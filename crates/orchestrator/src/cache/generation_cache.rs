use super::lru::BoundedLru;
use crate::resources::DeviceCapabilities;
use crate::telemetry::{CacheStore, TelemetryRecorder};
use crate::types::ImageData;
use chrono::{DateTime, Utc};
use image::codecs::jpeg::JpegEncoder;
use image::{ExtendedColorType, ImageFormat};
use parking_lot::RwLock;
use serde::{Deserialize, Serialize};
use std::sync::atomic::{AtomicU64, Ordering};
use std::sync::Arc;
use tracing::{debug, error, warn};

#[derive(Debug, Clone, PartialEq, Eq, Serialize, Deserialize)]
pub struct CacheConfig {
    pub image_capacity: usize,
    pub text_capacity: usize,
    /// JPEG quality, 1..=100
    pub image_quality: u8,
}

impl Default for CacheConfig {
    fn default() -> Self {
        Self {
            image_capacity: 20,
            text_capacity: 50,
            image_quality: 85,
        }
    }
}

impl CacheConfig {
    /// Configured values, replaced by the device recommendation when
    /// `adapt_to_device` is set.
    pub fn resolve(base: &common::CacheConfigBase, capabilities: &DeviceCapabilities) -> Self {
        if base.adapt_to_device {
            Self {
                image_capacity: capabilities.recommended_cache_size,
                text_capacity: capabilities.recommended_text_cache_size,
                image_quality: capabilities.recommended_image_quality,
            }
        } else {
            Self {
                image_capacity: base.image_capacity,
                text_capacity: base.text_capacity,
                image_quality: base.image_quality,
            }
        }
    }
}

#[derive(Debug, Clone)]
struct CachedImage {
    bytes: Arc<Vec<u8>>,
    width: u32,
    height: u32,
}

#[derive(Debug, Clone)]
struct CachedText {
    text: String,
    inserted_at: DateTime<Utc>,
}

#[derive(Debug, Default)]
struct Counters {
    hits: AtomicU64,
    misses: AtomicU64,
}

impl Counters {
    fn hit_rate(&self) -> f64 {
        let hits = self.hits.load(Ordering::Relaxed);
        let total = hits + self.misses.load(Ordering::Relaxed);
        if total == 0 {
            0.0
        } else {
            hits as f64 / total as f64
        }
    }
}

#[derive(Debug, Clone, Default, PartialEq, Serialize, Deserialize)]
pub struct CacheStats {
    pub image_count: usize,
    pub text_count: usize,
    pub image_hit_rate: f64,
    pub text_hit_rate: f64,
    pub total_evictions: u64,
    /// Compressed bytes held by the image store
    pub image_bytes: usize,
}

/// Image and text results keyed by request fingerprint.
///
/// Each store has its own lock. Lookups take the write lock because a hit
/// updates recency in the same critical section. Images are compressed and
/// decoded outside the lock.
#[derive(Debug)]
pub struct GenerationCache {
    config: CacheConfig,
    images: RwLock<BoundedLru<String, CachedImage>>,
    texts: RwLock<BoundedLru<String, CachedText>>,
    image_counters: Counters,
    text_counters: Counters,
    evictions: AtomicU64,
    telemetry: Arc<TelemetryRecorder>,
}

impl GenerationCache {
    pub fn new(config: CacheConfig, telemetry: Arc<TelemetryRecorder>) -> Self {
        debug!(
            image_capacity = config.image_capacity,
            text_capacity = config.text_capacity,
            quality = config.image_quality,
            "Generation cache created"
        );

        Self {
            images: RwLock::new(BoundedLru::new(config.image_capacity)),
            texts: RwLock::new(BoundedLru::new(config.text_capacity)),
            config,
            image_counters: Counters::default(),
            text_counters: Counters::default(),
            evictions: AtomicU64::new(0),
            telemetry,
        }
    }

    pub fn config(&self) -> &CacheConfig {
        &self.config
    }

    /// Compress and store. Compression failures are logged, never raised.
    pub fn put_image(&self, key: &str, image: &ImageData) {
        let bytes = match self.compress(image) {
            Ok(bytes) => bytes,
            Err(e) => {
                error!(key, error = %e, "Failed to compress image for cache");
                self.telemetry.record_cache_error(CacheStore::Image);
                return;
            }
        };

        let entry = CachedImage {
            bytes: Arc::new(bytes),
            width: image.width(),
            height: image.height(),
        };
        let size = entry.bytes.len();

        let evicted = self.images.write().put(key.to_string(), entry);
        self.telemetry.record_cache_put(CacheStore::Image);
        debug!(key, size_bytes = size, "Cached image");

        if let Some((evicted_key, _)) = evicted {
            self.note_eviction(CacheStore::Image, &evicted_key);
        }
    }

    /// Decoded copy of the cached image. A corrupt entry is dropped and
    /// reported as a miss.
    pub fn get_image(&self, key: &str) -> Option<ImageData> {
        let entry = self.images.write().get(&key.to_string()).cloned();

        let Some(entry) = entry else {
            self.record_miss(CacheStore::Image);
            return None;
        };

        match image::load_from_memory_with_format(&entry.bytes, ImageFormat::Jpeg) {
            Ok(decoded) => {
                if decoded.width() != entry.width || decoded.height() != entry.height {
                    warn!(
                        key,
                        stored = ?(entry.width, entry.height),
                        decoded = ?(decoded.width(), decoded.height()),
                        "Cached image dimensions changed on decode"
                    );
                }
                self.record_hit(CacheStore::Image);
                Some(ImageData::from_dynamic(decoded))
            }
            Err(e) => {
                error!(key, error = %e, "Failed to decode cached image, dropping entry");
                self.images.write().remove(&key.to_string());
                self.telemetry.record_cache_error(CacheStore::Image);
                self.record_miss(CacheStore::Image);
                None
            }
        }
    }

    pub fn put_text(&self, key: &str, text: &str) {
        let entry = CachedText {
            text: text.to_string(),
            inserted_at: Utc::now(),
        };

        let evicted = self.texts.write().put(key.to_string(), entry);
        self.telemetry.record_cache_put(CacheStore::Text);

        if let Some((evicted_key, _)) = evicted {
            self.note_eviction(CacheStore::Text, &evicted_key);
        }
    }

    pub fn get_text(&self, key: &str) -> Option<String> {
        let found = self
            .texts
            .write()
            .get(&key.to_string())
            .map(|entry| entry.text.clone());

        match found {
            Some(text) => {
                self.record_hit(CacheStore::Text);
                Some(text)
            }
            None => {
                self.record_miss(CacheStore::Text);
                None
            }
        }
    }

    /// When the text entry was stored, without touching recency.
    pub fn text_inserted_at(&self, key: &str) -> Option<DateTime<Utc>> {
        self.texts
            .read()
            .peek(&key.to_string())
            .map(|entry| entry.inserted_at)
    }

    /// Membership check that records nothing and leaves recency alone.
    pub fn contains(&self, key: &str) -> bool {
        let key = key.to_string();
        self.images.read().contains(&key) || self.texts.read().contains(&key)
    }

    /// Empty both stores. Both locks are held together so no caller observes
    /// one store cleared and the other not.
    pub fn clear(&self) {
        let mut images = self.images.write();
        let mut texts = self.texts.write();
        images.clear();
        texts.clear();
        debug!("Generation cache cleared");
    }

    pub fn get_stats(&self) -> CacheStats {
        let (image_count, image_bytes) = {
            let images = self.images.read();
            (images.len(), images.values().map(|e| e.bytes.len()).sum::<usize>())
        };

        CacheStats {
            image_count,
            text_count: self.texts.read().len(),
            image_hit_rate: self.image_counters.hit_rate(),
            text_hit_rate: self.text_counters.hit_rate(),
            total_evictions: self.evictions.load(Ordering::Relaxed),
            image_bytes,
        }
    }

    fn compress(&self, image: &ImageData) -> Result<Vec<u8>, image::ImageError> {
        let rgb = image.as_dynamic().to_rgb8();
        let mut buffer = Vec::new();
        {
            let quality = self.config.image_quality.clamp(1, 100);
            let mut encoder = JpegEncoder::new_with_quality(&mut buffer, quality);
            encoder.encode(rgb.as_raw(), rgb.width(), rgb.height(), ExtendedColorType::Rgb8)?;
        }
        Ok(buffer)
    }

    fn counters(&self, store: CacheStore) -> &Counters {
        match store {
            CacheStore::Image => &self.image_counters,
            CacheStore::Text => &self.text_counters,
        }
    }

    fn record_hit(&self, store: CacheStore) {
        self.counters(store).hits.fetch_add(1, Ordering::Relaxed);
        self.telemetry.record_cache_hit(store);
    }

    fn record_miss(&self, store: CacheStore) {
        self.counters(store).misses.fetch_add(1, Ordering::Relaxed);
        self.telemetry.record_cache_miss(store);
    }

    fn note_eviction(&self, store: CacheStore, key: &str) {
        self.evictions.fetch_add(1, Ordering::Relaxed);
        self.telemetry.record_cache_eviction(store);
        debug!(key, store = ?store, "Evicted least recently used entry");
    }
}
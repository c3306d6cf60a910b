//! Device Capability Adapter
//!
//! Turns sampled system signals into tuning parameters: cache sizes, JPEG
//! quality, concurrency and a temperature adjustment. Lower tiers always use
//! strictly fewer resources than higher ones.

pub mod signals;

pub use signals::{
    FixedSignalSource, MemorySnapshot, SignalSource, SysinfoSignalSource, SystemSignals,
    ThermalState,
};

use serde::{Deserialize, Serialize};
use std::sync::Arc;
use tracing::{info, warn};

const GIB: u64 = 1024 * 1024 * 1024;
const LOW_MEMORY_FLOOR: u64 = 512 * 1024 * 1024;
const LOW_MEMORY_RATIO: f64 = 0.15;

/// Coarse device classification
#[derive(Debug, Clone, Copy, PartialEq, Eq, PartialOrd, Ord, Hash, Serialize, Deserialize)]
pub enum PerformanceTier {
    Low,
    Mid,
    High,
}

impl PerformanceTier {
    fn downgrade(self) -> Self {
        match self {
            PerformanceTier::High => PerformanceTier::Mid,
            PerformanceTier::Mid | PerformanceTier::Low => PerformanceTier::Low,
        }
    }
}

impl std::fmt::Display for PerformanceTier {
    fn fmt(&self, f: &mut std::fmt::Formatter<'_>) -> std::fmt::Result {
        match self {
            PerformanceTier::Low => write!(f, "low"),
            PerformanceTier::Mid => write!(f, "mid"),
            PerformanceTier::High => write!(f, "high"),
        }
    }
}

/// Tuning derived from one signal sample
#[derive(Debug, Clone, Copy, PartialEq, Eq, Serialize, Deserialize)]
pub struct DeviceCapabilities {
    pub performance_tier: PerformanceTier,
    /// Image cache entries
    pub recommended_cache_size: usize,
    pub recommended_text_cache_size: usize,
    /// JPEG quality for cached images
    pub recommended_image_quality: u8,
    pub max_concurrent_operations: usize,
}

impl DeviceCapabilities {
    pub fn for_tier(tier: PerformanceTier) -> Self {
        let (images, texts, quality, concurrency) = match tier {
            PerformanceTier::High => (30, 80, 90, 4),
            PerformanceTier::Mid => (20, 50, 85, 3),
            PerformanceTier::Low => (10, 25, 70, 2),
        };

        Self {
            performance_tier: tier,
            recommended_cache_size: images,
            recommended_text_cache_size: texts,
            recommended_image_quality: quality,
            max_concurrent_operations: concurrency,
        }
    }

    /// Pure classification of a sample.
    pub fn from_signals(signals: &SystemSignals) -> Self {
        let total = signals.memory.total;
        let cores = signals.cpu_count;

        let mut tier = if total >= 8 * GIB && cores >= 8 {
            PerformanceTier::High
        } else if total >= 4 * GIB && cores >= 4 {
            PerformanceTier::Mid
        } else {
            PerformanceTier::Low
        };

        if signals.thermal == Some(ThermalState::Critical) {
            tier = tier.downgrade();
        }

        Self::for_tier(tier)
    }
}

pub struct DeviceCapabilityAdapter {
    source: Arc<dyn SignalSource>,
    capabilities: DeviceCapabilities,
}

impl std::fmt::Debug for DeviceCapabilityAdapter {
    fn fmt(&self, f: &mut std::fmt::Formatter<'_>) -> std::fmt::Result {
        f.debug_struct("DeviceCapabilityAdapter")
            .field("capabilities", &self.capabilities)
            .finish()
    }
}

impl DeviceCapabilityAdapter {
    /// Samples `source` once and keeps the result for the adapter's lifetime.
    pub fn new(source: Arc<dyn SignalSource>) -> Self {
        let capabilities = DeviceCapabilities::from_signals(&source.sample());
        info!(
            tier = %capabilities.performance_tier,
            image_cache = capabilities.recommended_cache_size,
            text_cache = capabilities.recommended_text_cache_size,
            quality = capabilities.recommended_image_quality,
            concurrency = capabilities.max_concurrent_operations,
            "Device capabilities detected"
        );

        Self {
            source,
            capabilities,
        }
    }

    /// Adapter over the host machine.
    pub fn system() -> Self {
        Self::new(Arc::new(SysinfoSignalSource::new()))
    }

    /// Capabilities computed at construction.
    pub fn capabilities(&self) -> DeviceCapabilities {
        self.capabilities
    }

    /// Fresh classification of the current signals.
    pub fn detect_capabilities(&self) -> DeviceCapabilities {
        DeviceCapabilities::from_signals(&self.source.sample())
    }

    pub fn is_under_memory_pressure(&self) -> bool {
        let memory = self.source.memory();
        if memory.total == 0 {
            return false;
        }

        let ratio = memory.available as f64 / memory.total as f64;
        let pressured = ratio < LOW_MEMORY_RATIO || memory.available < LOW_MEMORY_FLOOR;
        if pressured {
            warn!(
                available = memory.available,
                total = memory.total,
                "Device under memory pressure"
            );
        }
        pressured
    }

    /// Temperature handed to the remote model for a given creativity.
    pub fn adjust_temperature(&self, creativity: f32) -> f32 {
        match self.capabilities.performance_tier {
            PerformanceTier::Low => (creativity * 0.9).clamp(0.1, 1.0),
            PerformanceTier::Mid | PerformanceTier::High => creativity,
        }
    }
}
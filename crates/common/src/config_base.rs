//! Configuration base types
//!
//! Plain serde structs with defaults. Each component converts its section into
//! its own runtime config; validation lives in [`OrchestratorSettings::validate`].

use crate::errors::{ConfigError, ConfigResult};
use serde::{Deserialize, Serialize};

/// Retry with exponential backoff
#[derive(Debug, Clone, PartialEq, Serialize, Deserialize)]
#[serde(default)]
pub struct RetryConfigBase {
    pub max_attempts: u32,
    pub initial_delay_ms: u64,
    pub max_delay_ms: u64,
    pub backoff_multiplier: f64,
    /// Upper bound of the random jitter added to every backoff sleep
    pub max_jitter_ms: u64,
}

impl Default for RetryConfigBase {
    fn default() -> Self {
        Self {
            max_attempts: 3,
            initial_delay_ms: 1000,
            max_delay_ms: 10_000,
            backoff_multiplier: 2.0,
            max_jitter_ms: 500,
        }
    }
}

/// Circuit breaker
#[derive(Debug, Clone, PartialEq, Serialize, Deserialize)]
#[serde(default)]
pub struct CircuitBreakerConfigBase {
    pub failure_threshold: u32,
    pub recovery_timeout_ms: u64,
}

impl Default for CircuitBreakerConfigBase {
    fn default() -> Self {
        Self {
            failure_threshold: 5,
            recovery_timeout_ms: 60_000,
        }
    }
}

/// Generation cache
#[derive(Debug, Clone, PartialEq, Serialize, Deserialize)]
#[serde(default)]
pub struct CacheConfigBase {
    pub image_capacity: usize,
    pub text_capacity: usize,
    /// JPEG quality, 1..=100
    pub image_quality: u8,
    /// Let device capabilities override the three values above
    pub adapt_to_device: bool,
}

impl Default for CacheConfigBase {
    fn default() -> Self {
        Self {
            image_capacity: 20,
            text_capacity: 50,
            image_quality: 85,
            adapt_to_device: true,
        }
    }
}

/// Task scheduler
#[derive(Debug, Clone, Default, PartialEq, Serialize, Deserialize)]
#[serde(default)]
pub struct SchedulerConfigBase {
    /// Fixed pool size; `None` uses the device recommendation
    pub max_concurrent_tasks: Option<usize>,
}

/// Telemetry recorder
#[derive(Debug, Clone, PartialEq, Serialize, Deserialize)]
#[serde(default)]
pub struct TelemetryConfigBase {
    pub recent_metrics_capacity: usize,
    /// Frames slower than this count as dropped
    pub frame_drop_threshold_ms: u64,
}

impl Default for TelemetryConfigBase {
    fn default() -> Self {
        Self {
            recent_metrics_capacity: 100,
            frame_drop_threshold_ms: 16,
        }
    }
}

/// Everything the orchestrator reads at construction
#[derive(Debug, Clone, Default, PartialEq, Serialize, Deserialize)]
#[serde(default)]
pub struct OrchestratorSettings {
    pub retry: RetryConfigBase,
    pub circuit_breaker: CircuitBreakerConfigBase,
    pub cache: CacheConfigBase,
    pub scheduler: SchedulerConfigBase,
    pub telemetry: TelemetryConfigBase,
}

impl OrchestratorSettings {
    pub fn validate(&self) -> ConfigResult<()> {
        let fail = |reason: &str| {
            Err(ConfigError::ValidationFailed {
                reason: reason.to_string(),
            })
        };

        if self.retry.max_attempts == 0 {
            return fail("retry.max_attempts must be at least 1");
        }
        if self.retry.backoff_multiplier < 1.0 {
            return fail("retry.backoff_multiplier must be >= 1.0");
        }
        if self.retry.max_delay_ms < self.retry.initial_delay_ms {
            return fail("retry.max_delay_ms must be >= retry.initial_delay_ms");
        }
        if self.circuit_breaker.failure_threshold == 0 {
            return fail("circuit_breaker.failure_threshold must be at least 1");
        }
        if self.cache.image_capacity == 0 || self.cache.text_capacity == 0 {
            return fail("cache capacities must be at least 1");
        }
        if !(1..=100).contains(&self.cache.image_quality) {
            return fail("cache.image_quality must be within 1..=100");
        }
        if self.scheduler.max_concurrent_tasks == Some(0) {
            return fail("scheduler.max_concurrent_tasks must be at least 1");
        }
        if self.telemetry.recent_metrics_capacity == 0 {
            return fail("telemetry.recent_metrics_capacity must be at least 1");
        }

        Ok(())
    }
}
//! Remote generation endpoint seam
//!
//! The transport is external. Implementations tag every failure with an
//! [`ErrorKind`] where it is raised; [`RemoteError::from_message`] exists for
//! transports that only have free text.

use crate::types::{GeneratedText, ImageData};
use async_trait::async_trait;
use common::ErrorKind;
use std::fmt;

/// Failure raised by the transport
#[derive(Debug, Clone, PartialEq)]
pub struct RemoteError {
    pub kind: ErrorKind,
    pub message: String,
    /// HTTP status, when the transport has one
    pub status: Option<u16>,
}

impl RemoteError {
    pub fn new(kind: ErrorKind, message: impl Into<String>) -> Self {
        Self {
            kind,
            message: message.into(),
            status: None,
        }
    }

    pub fn transient(message: impl Into<String>) -> Self {
        Self::new(ErrorKind::Transient, message)
    }

    pub fn auth(message: impl Into<String>) -> Self {
        Self::new(ErrorKind::Auth, message)
    }

    /// Classify from an HTTP status; the message is kept verbatim.
    pub fn from_status(status: u16, message: impl Into<String>) -> Self {
        Self {
            kind: ErrorKind::from_status(status),
            message: message.into(),
            status: Some(status),
        }
    }

    /// Classify by content for untagged transports.
    pub fn from_message(message: impl Into<String>) -> Self {
        let message = message.into();
        Self::new(ErrorKind::classify_message(&message), message)
    }
}

impl fmt::Display for RemoteError {
    fn fmt(&self, f: &mut fmt::Formatter<'_>) -> fmt::Result {
        match self.status {
            Some(status) => write!(f, "{} (HTTP {}): {}", self.kind, status, self.message),
            None => write!(f, "{}: {}", self.kind, self.message),
        }
    }
}

impl std::error::Error for RemoteError {}

pub type RemoteResult<T> = Result<Option<T>, RemoteError>;

/// Image and text generation service.
///
/// `Ok(None)` means the service answered without producing the artifact.
#[async_trait]
pub trait RemoteGenerationEndpoint: Send + Sync {
    async fn generate_image(
        &self,
        prompt: &str,
        images: &[ImageData],
        temperature: f32,
    ) -> RemoteResult<ImageData>;

    async fn generate_text(
        &self,
        prompt: &str,
        images: &[ImageData],
        temperature: f32,
    ) -> RemoteResult<GeneratedText>;

    /// Both artifacts from one call. The outer `Option` is `None` when the
    /// call produced nothing at all.
    async fn generate_combined(
        &self,
        prompt: &str,
        images: &[ImageData],
        temperature: f32,
    ) -> RemoteResult<(Option<ImageData>, Option<GeneratedText>)>;
}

___

• Problem requirements
In the lines above, locate the string "cores". Copy every line where it occurs.

• Solution
        let cores = signals.cpu_count;
        let mut tier = if total >= 8 * GIB && cores >= 8 {
        } else if total >= 4 * GIB && cores >= 4 {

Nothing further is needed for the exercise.